__RECORDS FOR THE TASK__:
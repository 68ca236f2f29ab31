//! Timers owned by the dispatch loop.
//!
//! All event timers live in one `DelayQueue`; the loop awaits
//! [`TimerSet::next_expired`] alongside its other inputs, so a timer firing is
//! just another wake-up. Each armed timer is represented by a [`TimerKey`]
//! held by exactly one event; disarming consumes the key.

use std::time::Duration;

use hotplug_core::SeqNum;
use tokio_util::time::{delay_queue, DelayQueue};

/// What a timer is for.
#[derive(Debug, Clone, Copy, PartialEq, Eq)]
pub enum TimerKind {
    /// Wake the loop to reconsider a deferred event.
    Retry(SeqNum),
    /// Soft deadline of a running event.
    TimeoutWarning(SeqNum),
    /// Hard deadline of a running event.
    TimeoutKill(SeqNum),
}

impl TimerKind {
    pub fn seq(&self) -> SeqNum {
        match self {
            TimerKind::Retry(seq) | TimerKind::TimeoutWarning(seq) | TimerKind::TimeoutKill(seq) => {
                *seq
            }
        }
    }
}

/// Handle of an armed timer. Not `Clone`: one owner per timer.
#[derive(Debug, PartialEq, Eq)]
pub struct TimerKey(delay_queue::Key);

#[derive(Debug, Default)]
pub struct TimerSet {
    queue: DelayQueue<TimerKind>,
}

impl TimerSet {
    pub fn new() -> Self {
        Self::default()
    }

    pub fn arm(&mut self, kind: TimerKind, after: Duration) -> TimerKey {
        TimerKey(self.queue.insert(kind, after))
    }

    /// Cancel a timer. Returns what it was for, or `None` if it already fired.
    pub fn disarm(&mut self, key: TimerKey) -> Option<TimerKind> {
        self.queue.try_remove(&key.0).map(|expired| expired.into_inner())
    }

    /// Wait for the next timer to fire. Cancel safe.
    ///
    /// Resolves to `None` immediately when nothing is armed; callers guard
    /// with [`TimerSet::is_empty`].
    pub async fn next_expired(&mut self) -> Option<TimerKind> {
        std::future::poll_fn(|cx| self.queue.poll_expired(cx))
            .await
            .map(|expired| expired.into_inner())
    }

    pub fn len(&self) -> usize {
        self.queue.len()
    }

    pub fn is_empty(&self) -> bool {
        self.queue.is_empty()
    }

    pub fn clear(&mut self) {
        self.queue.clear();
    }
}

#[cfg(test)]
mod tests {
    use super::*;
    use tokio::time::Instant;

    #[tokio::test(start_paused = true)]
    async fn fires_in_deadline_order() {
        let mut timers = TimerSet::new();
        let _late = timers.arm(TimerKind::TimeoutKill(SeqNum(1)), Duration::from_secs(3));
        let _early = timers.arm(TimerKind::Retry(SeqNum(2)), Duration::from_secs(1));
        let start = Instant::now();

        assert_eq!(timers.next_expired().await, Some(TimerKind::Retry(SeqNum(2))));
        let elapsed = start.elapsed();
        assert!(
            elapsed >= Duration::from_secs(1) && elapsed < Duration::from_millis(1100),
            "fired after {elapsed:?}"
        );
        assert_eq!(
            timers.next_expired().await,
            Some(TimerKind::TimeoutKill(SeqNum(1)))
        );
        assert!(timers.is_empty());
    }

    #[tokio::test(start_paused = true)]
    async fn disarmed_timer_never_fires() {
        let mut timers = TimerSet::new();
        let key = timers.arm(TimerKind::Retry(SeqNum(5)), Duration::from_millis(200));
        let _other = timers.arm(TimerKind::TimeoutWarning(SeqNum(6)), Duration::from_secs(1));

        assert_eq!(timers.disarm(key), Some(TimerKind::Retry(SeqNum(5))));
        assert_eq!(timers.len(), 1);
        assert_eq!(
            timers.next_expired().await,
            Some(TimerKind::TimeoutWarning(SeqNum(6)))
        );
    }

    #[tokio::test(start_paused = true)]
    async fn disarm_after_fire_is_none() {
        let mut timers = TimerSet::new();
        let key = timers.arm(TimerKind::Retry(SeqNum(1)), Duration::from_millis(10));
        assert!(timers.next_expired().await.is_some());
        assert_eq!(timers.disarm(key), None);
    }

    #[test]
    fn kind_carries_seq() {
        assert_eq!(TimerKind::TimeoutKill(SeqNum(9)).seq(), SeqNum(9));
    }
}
--
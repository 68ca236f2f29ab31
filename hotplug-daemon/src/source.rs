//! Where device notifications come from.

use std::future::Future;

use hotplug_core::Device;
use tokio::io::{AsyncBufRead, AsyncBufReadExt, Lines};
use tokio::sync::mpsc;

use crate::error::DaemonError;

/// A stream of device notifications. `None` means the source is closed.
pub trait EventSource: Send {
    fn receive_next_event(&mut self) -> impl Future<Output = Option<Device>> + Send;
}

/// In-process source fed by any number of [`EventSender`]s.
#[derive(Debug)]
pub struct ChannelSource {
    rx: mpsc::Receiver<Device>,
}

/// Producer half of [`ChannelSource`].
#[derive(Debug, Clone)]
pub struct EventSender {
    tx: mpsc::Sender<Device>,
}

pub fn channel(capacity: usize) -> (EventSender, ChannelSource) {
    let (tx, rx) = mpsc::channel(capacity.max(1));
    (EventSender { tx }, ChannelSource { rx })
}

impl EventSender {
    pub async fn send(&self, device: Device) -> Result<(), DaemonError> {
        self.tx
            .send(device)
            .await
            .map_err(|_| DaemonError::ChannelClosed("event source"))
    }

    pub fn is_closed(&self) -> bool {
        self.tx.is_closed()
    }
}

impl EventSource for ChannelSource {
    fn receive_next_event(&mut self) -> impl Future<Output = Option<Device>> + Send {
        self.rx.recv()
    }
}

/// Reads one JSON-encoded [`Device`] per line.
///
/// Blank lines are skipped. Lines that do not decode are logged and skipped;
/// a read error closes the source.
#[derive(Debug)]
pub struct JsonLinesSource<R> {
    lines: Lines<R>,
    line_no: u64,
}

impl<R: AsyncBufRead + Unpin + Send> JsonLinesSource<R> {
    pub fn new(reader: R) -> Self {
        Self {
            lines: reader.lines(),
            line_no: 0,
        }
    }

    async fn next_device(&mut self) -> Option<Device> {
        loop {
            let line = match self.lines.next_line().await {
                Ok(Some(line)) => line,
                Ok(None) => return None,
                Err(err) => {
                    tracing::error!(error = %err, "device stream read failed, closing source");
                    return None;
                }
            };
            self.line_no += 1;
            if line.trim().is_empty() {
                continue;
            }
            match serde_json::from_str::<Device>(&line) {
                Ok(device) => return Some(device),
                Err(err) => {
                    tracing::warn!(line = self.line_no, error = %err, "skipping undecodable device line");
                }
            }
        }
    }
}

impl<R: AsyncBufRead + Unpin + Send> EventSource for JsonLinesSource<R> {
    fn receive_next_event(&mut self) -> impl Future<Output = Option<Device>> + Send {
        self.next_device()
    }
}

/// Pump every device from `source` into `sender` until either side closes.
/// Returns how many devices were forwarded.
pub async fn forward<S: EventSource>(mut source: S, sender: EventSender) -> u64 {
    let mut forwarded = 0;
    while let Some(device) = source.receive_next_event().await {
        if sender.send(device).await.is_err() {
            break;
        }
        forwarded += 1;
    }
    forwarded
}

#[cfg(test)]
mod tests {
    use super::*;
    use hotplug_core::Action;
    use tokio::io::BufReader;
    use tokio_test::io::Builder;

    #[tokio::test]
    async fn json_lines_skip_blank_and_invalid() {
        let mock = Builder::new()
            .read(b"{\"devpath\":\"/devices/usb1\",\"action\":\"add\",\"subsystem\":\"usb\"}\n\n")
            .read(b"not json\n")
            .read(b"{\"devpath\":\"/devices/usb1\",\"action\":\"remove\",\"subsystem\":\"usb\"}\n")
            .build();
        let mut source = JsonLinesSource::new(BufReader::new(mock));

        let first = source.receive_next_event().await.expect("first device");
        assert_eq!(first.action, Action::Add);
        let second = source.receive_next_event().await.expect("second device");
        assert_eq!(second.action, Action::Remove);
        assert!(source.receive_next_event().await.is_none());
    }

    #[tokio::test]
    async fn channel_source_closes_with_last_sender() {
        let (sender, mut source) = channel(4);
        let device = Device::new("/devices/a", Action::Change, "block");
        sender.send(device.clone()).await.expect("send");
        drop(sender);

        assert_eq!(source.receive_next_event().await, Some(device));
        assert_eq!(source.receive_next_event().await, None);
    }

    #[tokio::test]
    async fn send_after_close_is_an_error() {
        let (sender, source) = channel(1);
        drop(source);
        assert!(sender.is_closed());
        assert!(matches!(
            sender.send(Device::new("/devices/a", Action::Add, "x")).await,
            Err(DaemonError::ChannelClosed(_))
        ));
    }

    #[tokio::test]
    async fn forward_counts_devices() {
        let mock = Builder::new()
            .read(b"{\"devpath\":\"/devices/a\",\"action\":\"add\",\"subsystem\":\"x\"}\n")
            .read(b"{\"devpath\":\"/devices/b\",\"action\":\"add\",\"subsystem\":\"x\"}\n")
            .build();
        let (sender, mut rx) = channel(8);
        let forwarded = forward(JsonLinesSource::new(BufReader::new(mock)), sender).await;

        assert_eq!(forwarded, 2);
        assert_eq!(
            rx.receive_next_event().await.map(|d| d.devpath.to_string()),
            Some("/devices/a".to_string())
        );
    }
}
---
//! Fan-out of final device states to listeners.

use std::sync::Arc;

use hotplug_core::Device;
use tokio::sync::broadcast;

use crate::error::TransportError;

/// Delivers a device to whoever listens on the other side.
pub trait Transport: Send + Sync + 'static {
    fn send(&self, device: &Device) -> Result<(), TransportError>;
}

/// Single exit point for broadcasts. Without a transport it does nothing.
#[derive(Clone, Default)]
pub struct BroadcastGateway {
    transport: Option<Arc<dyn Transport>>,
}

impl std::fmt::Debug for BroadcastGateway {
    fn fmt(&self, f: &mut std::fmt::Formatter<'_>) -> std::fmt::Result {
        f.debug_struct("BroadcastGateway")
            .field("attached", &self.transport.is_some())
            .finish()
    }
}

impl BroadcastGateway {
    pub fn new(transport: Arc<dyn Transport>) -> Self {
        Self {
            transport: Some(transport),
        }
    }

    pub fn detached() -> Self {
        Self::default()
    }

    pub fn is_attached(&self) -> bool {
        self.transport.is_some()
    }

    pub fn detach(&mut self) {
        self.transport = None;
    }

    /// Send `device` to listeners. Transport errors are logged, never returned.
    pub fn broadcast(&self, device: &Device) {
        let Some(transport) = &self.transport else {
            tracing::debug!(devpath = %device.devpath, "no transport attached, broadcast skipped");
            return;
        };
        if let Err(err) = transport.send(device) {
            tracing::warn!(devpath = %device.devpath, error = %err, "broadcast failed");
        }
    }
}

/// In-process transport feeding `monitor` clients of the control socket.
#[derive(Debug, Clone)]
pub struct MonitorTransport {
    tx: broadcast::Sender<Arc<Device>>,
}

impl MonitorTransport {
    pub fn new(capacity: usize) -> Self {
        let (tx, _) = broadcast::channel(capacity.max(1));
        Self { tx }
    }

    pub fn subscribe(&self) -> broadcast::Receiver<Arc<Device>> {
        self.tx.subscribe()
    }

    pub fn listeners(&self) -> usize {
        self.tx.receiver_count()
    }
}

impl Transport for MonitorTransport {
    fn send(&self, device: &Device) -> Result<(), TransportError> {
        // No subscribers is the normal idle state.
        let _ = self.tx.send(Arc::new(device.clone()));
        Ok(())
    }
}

__WORK TASK__:
Set down, exactly as they stand above, the lines starting with the line with "pub fn new()" and going on through the line with "pub fn disarm(&mut", and no others.

__SOLVED PROBLEM__:
    pub fn new() -> Self {
        Self::default()
    }

    pub fn arm(&mut self, kind: TimerKind, after: Duration) -> TimerKey {
        TimerKey(self.queue.insert(kind, after))
    }

    /// Cancel a timer. Returns what it was for, or `None` if it already fired.
    pub fn disarm(&mut self, key: TimerKey) -> Option<TimerKind> {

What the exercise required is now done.